Species of butterfly

Graphium xenocles, the great zebra, is a swallowtail butterfly found in Southeast Asia which is common and not threatened.

==Subspecies==
- G. x. xenocles Sikkim, Assam, Bhutan
- G. x. kephisos (Fruhstorfer, 1902) Burma - Vietnam
- G. x. lindos (Fruhstorfer, 1902) Thailand
- G. x xenoclides Fruhstorfer, 1902 Hainan, Five Finger Mts

==Description==
Male upperside: black forewing with the following greenish or bluish-white streaks and spots: Cell with three transverse, very oblique, broad streaks and two elongate spots near apex; in the type as described the outer two of the three streaks coalescent; broad streaks from base in interspaces la to 3; a series of four rounded spots beyond apex of coll in interspaces 4, 5, 6 and 8, followed by five short streaks that are outwardly truncate or emarginate, in interspaces 4 to 8; lastly, a complete subterminal series of comparatively large rounded spots. Hindwing with similar greenish-white or bluish-white streaks and spots as follows: a broad curved streak in cell; broad streaks from base in interspaces 1 to 7, these streaks vary in length but invariably leave a comparatively broad margin of the ground colour beyond; the streak in interface 7 white, that in interspace 1, and in some specimens in interspace 2 also, with a large yellow spot beyond the apex; lastly, a subterminal series of spots, some or all of which may be absent, but when present the posterior three always somewhat lunular. Underside: fuliginous brown, paler towards the apical area of forewing; markings as on the upperside, but duller and less clearly defined. Antennae, head, thorax and abdomen black; two spots on the head, the thorax and abdomen laterally, white; beneath: the thorax and abdomen white, the latter with a medial and a lateral narrow stripe.

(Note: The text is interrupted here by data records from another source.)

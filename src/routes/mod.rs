mod rooms;
mod system;
mod uploads;

pub use rooms::{check_room, generate_room, update_password};
pub use system::{health, not_found, run_retention_now, too_many_requests};
pub use uploads::{download_upload, upload_image};

use rocket::http::Status;
use rocket::request::{FromRequest, Outcome, Request};

pub struct ClientIp(pub String);

#[rocket::async_trait]
impl<'r> FromRequest<'r> for ClientIp {
    type Error = ();

    async fn from_request(req: &'r Request<'_>) -> Outcome<Self, Self::Error> {
        let ip = req
            .headers()
            .get_one("X-Forwarded-For")
            .and_then(|s| s.split(',').next())
            .map(|s| s.trim().to_string())
            .or_else(|| req.remote().map(|r| r.ip().to_string()))
            .unwrap_or_else(|| "unknown".to_string());
        Outcome::Success(ClientIp(ip))
    }
}
async fn run(
    name: String,
    mut state: RoomState,
    mut rx: mpsc::Receiver<Command>,
    tx: broadcast::Sender<crate::protocol::ServerFrame>,
) {
    use crate::protocol::*;

    let mut active_sessions: HashMap<String, (String, String)> = HashMap::new();
    let publish = |frame: ServerFrame| {
        let _ = tx.send(frame);
    };

    while let Some(command) = rx.recv().await {
        match command {
            Command::Join {
                user_id,
                user_name,
                color,
                password,
                reply,
            } => {
                let role = match resolve_role(&state, password.as_deref()) {
                    Ok(role) => role,
                    Err(e) => {
                        let _ = reply.send(Err(e));
                        continue;
                    }
                };
                active_sessions.insert(user_id.clone(), (user_name.clone(), color.clone()));
                let result = JoinResult {
                    role,
                    elements: state.elements.values().cloned().collect(),
                    layers: state.layers.values().cloned().collect(),
                    camera: state.camera,
                    holders: state.holders.values().cloned().collect(),
                };
                let _ = reply.send(Ok(result));
                publish(ServerFrame::UserJoined(UserInfoData {
                    user_id,
                    user_name,
                    color,
                }));
            }
            Command::Leave { user_id } => {
                active_sessions.remove(&user_id);
                state.release_holders_for(&user_id);
                publish(ServerFrame::UserLeft(UserLeftData { user_id }));
            }
            Command::AddElement {
                user_id,
                user_name,
                element,
                role,
                reply,
            } => {
                if role == Role::Readonly {
                    let _ = reply.send(Err(RoomError::ReadonlyRole));
                    continue;
                }
                match state.add_element(element) {
                    Ok(added) => {
                        let _ = reply.send(Ok(()));
                        publish(ServerFrame::ElementAdded(ElementBroadcast {
                            user_id,
                            user_name,
                            payload: added,
                        }));
                    }
                    Err(e) => {
                        let _ = reply.send(Err(e));
                    }
                }
            }
            Command::UpdateElement {
                user_id,
                user_name,
                patch,
                role,
                reply,
            } => {
                if role == Role::Readonly {
                    let _ = reply.send(Err(RoomError::ReadonlyRole));
                    continue;
                }
                if let Some(updated) = state.update_element(&patch) {
                    let _ = reply.send(Ok(()));
                    publish(ServerFrame::ElementUpdated(ElementBroadcast {
                        user_id,
                        user_name,
                        payload: updated,
                    }));
                } else {
                    let _ = reply.send(Ok(()));
                }
            }
            Command::MoveElement {
                user_id,
                user_name,
                patch,
                role,
                reply,
            } => {
                if role == Role::Readonly {
                    let _ = reply.send(Err(RoomError::ReadonlyRole));
                    continue;
                }
                if let Some(moved) = state.update_element(&patch) {
                    let _ = reply.send(Ok(()));
                    publish(ServerFrame::ElementMoved(ElementBroadcast {
                        user_id,
                        user_name,
                        payload: moved,
                    }));
                } else {
                    let _ = reply.send(Ok(()));
                }
            }
            Command::DeleteElement {
                user_id,
                user_name,
                id,
                role,
                reply,
            } => {
                if role == Role::Readonly {
                    let _ = reply.send(Err(RoomError::ReadonlyRole));
                    continue;
                }
                if state.delete_element(&id).is_some() {
                    let _ = reply.send(Ok(()));
                    publish(ServerFrame::ElementDeleted(ElementBroadcast {
                        user_id,
                        user_name,
                        payload: IdPayload { id },
                    }));
                } else {
                    let _ = reply.send(Ok(()));
                }
            }
            Command::AddLayer {
                user_id,
                user_name,
                layer,
                role,
                reply,
            } => {
                if role == Role::Readonly {
                    let _ = reply.send(Err(RoomError::ReadonlyRole));
                    continue;
                }
                match state.add_layer(layer) {
                    Ok(added) => {
                        let _ = reply.send(Ok(()));
                        publish(ServerFrame::LayerAdded(ElementBroadcast {
                            user_id,
                            user_name,
                            payload: added,
                        }));
                    }
                    Err(e) => {
                        let _ = reply.send(Err(e));
                    }
                }
            }
            Command::UpdateLayer {
                user_id,
                user_name,
                patch,
                role,
                reply,
            } => {
                if role == Role::Readonly {
                    let _ = reply.send(Err(RoomError::ReadonlyRole));
                    continue;
                }
                if let Some(updated) = state.update_layer(&patch) {
                    let _ = reply.send(Ok(()));
                    publish(ServerFrame::LayerUpdated(ElementBroadcast {
                        user_id,
                        user_name,
                        payload: updated,
                    }));
                } else {
                    let _ = reply.send(Ok(()));
                }
            }
            Command::DeleteLayer {
                user_id,
                user_name,
                id,
                role,
                reply,
            } => {
                if role == Role::Readonly {
                    let _ = reply.send(Err(RoomError::ReadonlyRole));
                    continue;
                }
                match state.delete_layer(&id) {
                    Ok(()) => {
                        let _ = reply.send(Ok(()));
                        publish(ServerFrame::LayerDeleted(ElementBroadcast {
                            user_id,
                            user_name,
                            payload: IdPayload { id },
                        }));
                    }
                    Err(e) => {
                        let _ = reply.send(Err(e));
                    }
                }
            }
            Command::ReorderLayers {
                user_id,
                user_name,
                order,
                role,
            } => {
                if role == Role::Readonly {
                    continue;
                }
                state.reorder_layers(&order);
                publish(ServerFrame::LayersReordered(ElementBroadcast {
                    user_id,
                    user_name,
                    payload: OrderPayload { order },
                }));
            }
            Command::UpdateCamera {
                user_id,
                user_name,
                camera,
            } => {
                state.update_camera(camera);
                publish(ServerFrame::CameraUpdated(ElementBroadcast {
                    user_id,
                    user_name,
                    payload: state.camera,
                }));
            }
            Command::SelectShape {
                user_id,
                user_name,
                id,
                action,
                role,
            } => {
                if role == Role::Readonly {
                    continue;
                }
                state.select_shape(
                    &id,
                    ShapeHolder {
                        user_id: user_id.clone(),
                        user_name: user_name.clone(),
                        action: action.clone(),
                        acquired_at: Utc::now(),
                    },
                );
                publish(ServerFrame::ShapeSelected(ElementBroadcast {
                    user_id,
                    user_name,
                    payload: ShapeSelectData { id, action },
                }));
            }
            Command::DeselectShape { user_id, id } => {
                state.deselect_shape(&id, &user_id);
                publish(ServerFrame::ShapeDeselected(ElementBroadcast {
                    user_id: user_id.clone(),
                    user_name: String::new(),
                    payload: IdPayload { id },
                }));
            }
            Command::SetUserName { user_id, user_name } => {
                if let Some(entry) = active_sessions.get_mut(&user_id) {
                    entry.0 = user_name;
                }
            }
            Command::ClearCanvas {
                user_id,
                user_name,
                role,
                reply,
            } => {
                if role == Role::Readonly {
                    let _ = reply.send(Err(RoomError::ReadonlyRole));
                    continue;
                }
                state.clear();
                let _ = reply.send(Ok(()));
                publish(ServerFrame::CanvasCleared(UserInfoData {
                    user_id,
                    user_name,
                    color: String::new(),
                }));
            }
            Command::FullSync {
                user_id,
                user_name,
                elements,
                layers,
                role,
                reply,
            } => {
                if role != Role::Admin {
                    let _ = reply.send(Err(RoomError::ReadonlyRole));
                    continue;
                }
                state.full_sync(elements, layers);
                let _ = reply.send(Ok(()));
                publish(ServerFrame::FullSync(FullSyncData {
                    elements: state.elements.values().cloned().collect(),
                    layers: state.layers.values().cloned().collect(),
                    camera: state.camera,
                }));
                debug!(room = %name, user = %user_id, who = %user_name, "full sync applied");
            }
            Command::ChangePassword {
                role,
                new_hash,
                current_password: _,
                requester_role,
                reply,
            } => {
                if requester_role != Role::Admin {
                    let _ = reply.send(Err(RoomError::ReadonlyRole));
                    continue;
                }
                match role {
                    Role::Admin => state.admin_password_hash = Some(new_hash),
                    Role::Readonly => state.readonly_password_hash = Some(new_hash),
                }
                state.dirty = true;
                let _ = reply.send(Ok(()));
                publish(ServerFrame::PasswordChanged(PasswordChangedData { role }));
            }
            Command::FlushIfDirty { reply } => {
                if state.dirty {
                    let snapshot = state.to_snapshot();
                    state.dirty = false;
                    let _ = reply.send(Some(snapshot));
                } else {
                    let _ = reply.send(None);
                }
            }
            Command::Flush { reply } => {
                let snapshot = state.to_snapshot();
                state.dirty = false;
                let _ = reply.send(snapshot);
            }
            Command::ActiveSessionCount { reply } => {
                let _ = reply.send(active_sessions.len());
            }
            Command::RequiresPassword { reply } => {
                let requires = state.admin_password_hash.is_some() || state.readonly_password_hash.is_some();
                let _ = reply.send(requires);
            }
            Command::Shutdown => {
                debug!(room = %name, "room actor shutting down");
                break;
            }
        }
    }
}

Female similar to the male with similar markings; those on the hindwing often vary in width more than they do in the males; the ground colour also of the hindwing is generally of a chestnut red, not black or fuliginous.

Karl Jordan in Seitz (pages 105) provides a description differentiating xenocles from nearby taxa and discussing some forms.

==Biology==
Mimic of Parantica melaneus .

==See also==

- Papilionidae
- List of butterflies of India
- List of butterflies of India (Papilionidae)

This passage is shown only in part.